• _WHAT IS EXPECTED_
If a line in the entries contains the word "impl", list it.

• _DATASET EXCERPTS_
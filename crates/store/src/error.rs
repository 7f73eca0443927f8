use thiserror::Error;

pub type Result<T> = std::result::Result<T, StoreError>;

#[derive(Error, Debug)]
pub enum StoreError {
    #[error("IO error: {0}")]
    Io(#[from] std::io::Error),

    #[error("Invalid component directory: {0}")]
    InvalidPath(String),

    #[error("Invalid component identifier: {0}")]
    InvalidIdentifier(String),

    #[error("Component not found: {0}")]
    ComponentNotFound(String),
}
//! Persists materialized chunks as text artifacts.

use crate::error::Result;
use crate::materializer::Chunk;
use std::fs;
use std::path::{Path, PathBuf};

/// Writes one artifact per chunk into a fixed output directory.
#[derive(Debug, Clone)]
pub struct ChunkWriter {
    output_dir: PathBuf,
}

impl ChunkWriter {
    #[must_use]
    pub fn new(output_dir: impl Into<PathBuf>) -> Self {
        Self {
            output_dir: output_dir.into(),
        }
    }

    /// Write `chunk` to `<output_dir>/<root>.txt`, creating the directory
    /// and overwriting any prior artifact for the same root, so re-runs
    /// from an unchanged store are idempotent. Returns the written path.
    pub fn persist(&self, chunk: &Chunk) -> Result<PathBuf> {
        fs::create_dir_all(&self.output_dir)?;
        let path = self.output_dir.join(chunk.root.file_name());
        fs::write(&path, chunk.text())?;
        log::info!("Chunk created for {}: {}", chunk.root, path.display());
        Ok(path)
    }
}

• _SOLVED EXERCISE_
impl ChunkWriter {
    pub fn new(output_dir: impl Into<PathBuf>) -> Self {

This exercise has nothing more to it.